Parlant ainsi, le soldat dirigea sa lance au côté de Jésus et perça la chair jusqu’au cœur. Jean, qui se tenait tout près, vit et entendit tout, en voyant ceci fait, inclina sa tête dans un total abandon d’espoir ! Jusqu’à ce moment, il avait cru que Jésus allait reprendre et descendre de la croix ; car jusqu’à la fin toute notre foi dans son pouvoir pour se sauver était ferme, quoique très éprouvée quand nous Le vîmes dans les mains des soldats romains. Même quand nous Le vîmes cloué à la croix, nous ne perdîmes pas espoir car nous L’avions tous vu ressusciter Lazare mort ; et sentions qu’Il pouvait se libérer de la croix vivant aussi. Et quoique après le tremblement de terre, nous quittâmes la colline et retournâmes dans la ville, chagrinés et nous frappant la poitrine, souvent nous nous attardions et regardions en arrière où Il pendait, nous attendant à Le voir descendre de sa croix et se proclamer, par un tel puissant miracle, le Fils de Dieu.

Jean, ayant d’abord confié la mère de Jésus à notre soin, resta avec plusieurs des femmes et autres qui avaient aimé et suivi Jésus, Le regardant et s’attendant à quelque grand miracle.

Mais quand le malheureux disciple vit la lance romaine percer son côté, son propre cœur sembla être percé aussi. L’espoir périt pour toujours ! Jésus était mort – mort, et prouvait ainsi qu’Il n’était pas le Christ de Dieu qu’Il se proclama être ! Cependant son émotion n’était pas de colère mais de chagrin ; car il L’avait beaucoup aimé.

Quand il leva sa tête pour regarder son crucifié Maître, il vit, coulant de la blessure à son côté, deux fontaines en même temps, l’un de sang cramoisi et voici ! l’autre d’eau cristal ! Il ne put pas croire ce qu’Il voyait jusqu’à ce que le Centurion et les soldats expriment à haute voix leur étonnement par à une telle merveille.

“Jamais un tel homme n’avait été crucifié auparavant” s’exclama le Centurion. “Il est sans doute l’un des dieux immortels, et par conséquent les cieux et la terre sont émus avec étonnement par l’action !”

Quand Jean vit que Jésus était réellement totalement mort et que tout espoir de restauration à la vie était détruit il s’approcha et demanda au Centurion la permission d’avoir le corps ; car il avait promis à la mère affligée du fils mort qu’il allait le récupérer, si possible, pour l’enterrement sacré.
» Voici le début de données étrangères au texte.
//! Shared integration test fixtures.
//!
//! A scripted in-process DXLink server plus a streamer token source that
//! hands out tokens from a list.

#![allow(dead_code, clippy::unwrap_used, clippy::expect_used)]

use std::collections::VecDeque;
use std::sync::Arc;
use std::sync::atomic::{AtomicUsize, Ordering};
use std::time::Duration;

use async_trait::async_trait;
use futures_util::{SinkExt, StreamExt};
use gex_stream::{AuthError, StreamerTokenSource};
use parking_lot::Mutex;
use serde_json::{Value, json};
use tokio::net::{TcpListener, TcpStream};
use tokio::task::JoinHandle;
use tokio_tungstenite::tungstenite::Message;

// =============================================================================
// Server Script
// =============================================================================

/// How the fake server behaves.
#[derive(Debug, Clone)]
pub struct Script {
    /// Tokens answered with AUTHORIZED; anything else gets UNAUTHORIZED.
    pub accepted_tokens: Vec<String>,
    /// Symbol treated as the underlying.
    pub underlying: String,
    /// Events sent when the underlying is subscribed.
    pub price_events: Vec<Value>,
    /// Events sent when option contracts are subscribed to Greeks.
    pub contract_events: Vec<Value>,
    /// Close the first connection abruptly after sending contract events.
    pub drop_first_connection_after_feed: bool,
    /// Send a KEEPALIVE right after CHANNEL_OPENED.
    pub keepalive_after_open: bool,
    /// Never answer SETUP.
    pub silent: bool,
}

impl Default for Script {
    fn default() -> Self {
        Self {
            accepted_tokens: vec![GOOD_TOKEN.to_string()],
            underlying: "SPX".to_string(),
            price_events: vec![trade("SPX", 6003.0, 0)],
            contract_events: reference_feed(),
            drop_first_connection_after_feed: false,
            keepalive_after_open: false,
            silent: false,
        }
    }
}

/// Token accepted by the default script.
pub const GOOD_TOKEN: &str = "streamer-token-good";

/// Everything the server received.
#[derive(Debug, Clone, Default)]
pub struct Recorded {
    /// Connections accepted.
    pub connections: usize,
    /// `(connection index, frame)` in arrival order.
    pub frames: Vec<(usize, Value)>,
}

impl Recorded {
    /// Frame types received on `connection`, in order.
    pub fn types(&self, connection: usize) -> Vec<String> {
        self.frames
            .iter()
            .filter(|(c, _)| *c == connection)
            .map(|(_, f)| f["type"].as_str().unwrap_or_default().to_string())
            .collect()
    }

    /// Frames of `ty` across all connections.
    pub fn frames_of(&self, ty: &str) -> Vec<Value> {
        self.frames
            .iter()
            .filter(|(_, f)| f["type"] == ty)
            .map(|(_, f)| f.clone())
            .collect()
    }

    /// `(eventType, symbol)` pairs subscribed on `connection`.
    pub fn subscriptions(&self, connection: usize) -> Vec<(String, String)> {
        self.frames
            .iter()
            .filter(|(c, f)| *c == connection && f["type"] == "FEED_SUBSCRIPTION")
            .flat_map(|(_, f)| f["add"].as_array().cloned().unwrap_or_default())
            .map(|entry| {
                (
                    entry["type"].as_str().unwrap_or_default().to_string(),
                    entry["symbol"].as_str().unwrap_or_default().to_string(),
                )
            })
            .collect()
    }
}

// =============================================================================
// Fake Server
// =============================================================================

/// In-process DXLink server on an ephemeral port.
pub struct FakeDxLink {
    /// `ws://` URL of the server.
    pub url: String,
    recorded: Arc<Mutex<Recorded>>,
    task: JoinHandle<()>,
}

impl FakeDxLink {
    /// Start a server running `script`.
    pub async fn start(script: Script) -> Self {
        let listener = TcpListener::bind("127.0.0.1:0").await.unwrap();
        let addr = listener.local_addr().unwrap();
        let recorded = Arc::new(Mutex::new(Recorded::default()));
        let script = Arc::new(script);

        let task = {
            let recorded = Arc::clone(&recorded);
            tokio::spawn(async move {
                while let Ok((stream, _)) = listener.accept().await {
                    let index = {
                        let mut rec = recorded.lock();
                        rec.connections += 1;
                        rec.connections - 1
                    };
                    tokio::spawn(serve(
                        stream,
                        index,
                        Arc::clone(&script),
                        Arc::clone(&recorded),
                    ));
                }
            })
        };

        Self {
            url: format!("ws://{addr}"),
            recorded,
            task,
        }
    }

    /// Copy of everything received so far.
    pub fn recorded(&self) -> Recorded {
        self.recorded.lock().clone()
    }

    /// Wait until `condition` holds for the recorded frames.
    pub async fn wait_for(&self, condition: impl Fn(&Recorded) -> bool) -> Recorded {
        tokio::time::timeout(Duration::from_secs(5), async {
            loop {
                let rec = self.recorded();
                if condition(&rec) {
                    return rec;
                }
                tokio::time::sleep(Duration::from_millis(10)).await;
            }
        })
        .await
        .expect("condition not reached within 5s")
    }
}

impl Drop for FakeDxLink {
    fn drop(&mut self) {
        self.task.abort();
    }
}

async fn serve(stream: TcpStream, index: usize, script: Arc<Script>, recorded: Arc<Mutex<Recorded>>) {
    let Ok(mut ws) = tokio_tungstenite::accept_async(stream).await else {
        return;
    };

    while let Some(Ok(message)) = ws.next().await {
        let text = match message {
            Message::Text(text) => text,
            Message::Close(_) => break,
            _ => continue,
        };
        let frame: Value = serde_json::from_str(text.as_str()).unwrap();
        recorded.lock().frames.push((index, frame.clone()));

        let mut replies = Vec::new();
        let mut drop_after = false;

        match frame["type"].as_str().unwrap_or_default() {
            "SETUP" if script.silent => {}
            "SETUP" => {
                replies.push(json!({"type": "SETUP", "channel": 0, "keepaliveTimeout": 60, "version": "1.0.0-fake"}));
                replies.push(json!({"type": "AUTH_STATE", "channel": 0, "state": "UNAUTHORIZED"}));
            }
            "AUTH" => {
                let token = frame["token"].as_str().unwrap_or_default();
                let state = if script.accepted_tokens.iter().any(|t| t == token) {
                    "AUTHORIZED"
                } else {
                    "UNAUTHORIZED"
                };
                replies.push(json!({"type": "AUTH_STATE", "channel": 0, "state": state}));
            }
            "CHANNEL_REQUEST" => {
                replies.push(json!({"type": "CHANNEL_OPENED", "channel": frame["channel"], "service": "FEED"}));
                if script.keepalive_after_open {
                    replies.push(json!({"type": "KEEPALIVE", "channel": 0}));
                }
            }
            "FEED_SETUP" => {
                replies.push(json!({"type": "FEED_CONFIG", "channel": frame["channel"], "dataFormat": "FULL"}));
            }
            "FEED_SUBSCRIPTION" => {
                let entries = frame["add"].as_array().cloned().unwrap_or_default();
                let underlying = entries.iter().any(|e| e["symbol"] == script.underlying.as_str());
                let contracts = entries
                    .iter()
                    .any(|e| e["type"] == "Greeks" && e["symbol"] != script.underlying.as_str());

                if underlying && entries[0]["type"] == "Trade" && !script.price_events.is_empty() {
                    replies.push(feed_data(&frame["channel"], &script.price_events));
                }
                if contracts && !script.contract_events.is_empty() {
                    replies.push(feed_data(&frame["channel"], &script.contract_events));
                    drop_after = script.drop_first_connection_after_feed && index == 0;
                }
            }
            "CHANNEL_CANCEL" => {
                replies.push(json!({"type": "CHANNEL_CLOSED", "channel": frame["channel"]}));
            }
            _ => {}
        }

        for reply in replies {
            if ws.send(Message::text(reply.to_string())).await.is_err() {
                return;
            }
        }
        if drop_after {
            // no close frame: the peer sees the stream end
            tokio::time::sleep(Duration::from_millis(50)).await;
            return;
        }
    }
}

fn feed_data(channel: &Value, events: &[Value]) -> Value {
    json!({"type": "FEED_DATA", "channel": channel, "data": events})
}

// =============================================================================
// Event Builders
// =============================================================================

/// Greeks event.
pub fn greeks(symbol: &str, gamma: f64) -> Value {
    json!({"eventType": "Greeks", "eventSymbol": symbol, "gamma": gamma, "delta": 0.5, "volatility": 0.14})
}

/// Summary event.
pub fn summary(symbol: &str, open_interest: u64) -> Value {
    json!({"eventType": "Summary", "eventSymbol": symbol, "openInterest": open_interest})
}

/// Trade event.
pub fn trade(symbol: &str, price: f64, day_volume: u64) -> Value {
    json!({"eventType": "Trade", "eventSymbol": symbol, "price": price, "dayVolume": day_volume})
}

/// Quote event.
pub fn quote(symbol: &str, bid: f64, ask: f64) -> Value {
    json!({"eventType": "Quote", "eventSymbol": symbol, "bidPrice": bid, "askPrice": ask})
}

/// SPX 0DTE ladder around 6003 with a net GEX of 2,041,014 and a flip at 6001.
pub fn reference_feed() -> Vec<Value> {
    [
        (".SPXW251016C6000", 0.002, 1_000),
        (".SPXW251016P6000", 0.001, 3_000),
        (".SPXW251016C6005", 0.003, 2_000),
        (".SPXW251016P6005", 0.002, 1_000),
        (".SPXW251016C6010", 0.001, 500),
        (".SPXW251016P6010", 0.0005, 200),
    ]
    .into_iter()
    .flat_map(|(symbol, gamma, oi)| [greeks(symbol, gamma), summary(symbol, oi)])
    .collect()
}

// =============================================================================
// Token Source
// =============================================================================

/// Hands out tokens in order; invalidation moves to the next one.
pub struct ScriptedTokens {
    tokens: Mutex<VecDeque<String>>,
    issued: AtomicUsize,
    invalidated: AtomicUsize,
}

impl ScriptedTokens {
    /// Source yielding `tokens` in order. The last token repeats.
    pub fn new(tokens: &[&str]) -> Arc<Self> {
        Arc::new(Self {
            tokens: Mutex::new(tokens.iter().map(|t| (*t).to_string()).collect()),
            issued: AtomicUsize::new(0),
            invalidated: AtomicUsize::new(0),
        })
    }

    /// Source that always yields the accepted token.
    pub fn good() -> Arc<Self> {
        Self::new(&[GOOD_TOKEN])
    }

    /// Tokens handed out.
    pub fn issued(&self) -> usize {
        self.issued.load(Ordering::SeqCst)
    }

    /// Invalidation calls.
    pub fn invalidated(&self) -> usize {
        self.invalidated.load(Ordering::SeqCst)
    }
}

#[async_trait]
impl StreamerTokenSource for ScriptedTokens {
    async fn streamer_token(&self) -> Result<String, AuthError> {
        self.issued.fetch_add(1, Ordering::SeqCst);
        self.tokens
            .lock()
            .front()
            .cloned()
            .ok_or_else(|| AuthError::Unreachable("no scripted token".to_string()))
    }

    async fn invalidate_streamer_token(&self) {
        self.invalidated.fetch_add(1, Ordering::SeqCst);
        let mut tokens = self.tokens.lock();
        if tokens.len() > 1 {
            tokens.pop_front();
        }
    }
}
Mais le Centurion, quoique un homme gentil et généreux, répondit qu’il ne pouvait livrer le corps à aucun homme sans ordre signé par la propre main du Procurateur.

Sur ce, Jean après avoir obtenu la promesse du Centurion que le corps ne serait pas descendu jusqu’à son retour, courut vite vers la ville pour demander le consentement de Pilate. Mais pendant ce temps, Rabbi Joseph, le conseiller d’Arimathée que, mon cher père, tu as, il y a plusieurs années, bien connu comme étant  un homme de probité et d’honneur, et qui est en grande estime de Pilate, rencontra le Gouverneur au moment où ce dernier longeait le mur  de la ville avec sa cohorte et lui demanda qu’il puisse, après que Jésus serait déclaré mort, descendre le corps et lui donner un sépulcre. Pilate n’hésita pas à donner son prompt consentement à cette requête, et prenant de sa bourse un petit sceau gravé de son code, il le plaça dans les mains du riche Rabbi.

“Va et reçois de ce merveilleux homme” dit-il. “Il me semble que tu es quelqu’un qui le connaissait mieux. Que penses-tu de lui, Rabbi ?” Joseph s’aperçut que Pilate lui posa la question avec un profond intérêt, apparemment très troublé dans son esprit, et il lui répondit hardiment :

“Je crois qu’Il fut un Prophète envoyé de Dieu, ton excellence, et que aujourd’hui est mort sur le Calvaire, le plus vertueux, le plus sage et le plus innocent homme dans l’empire de César.”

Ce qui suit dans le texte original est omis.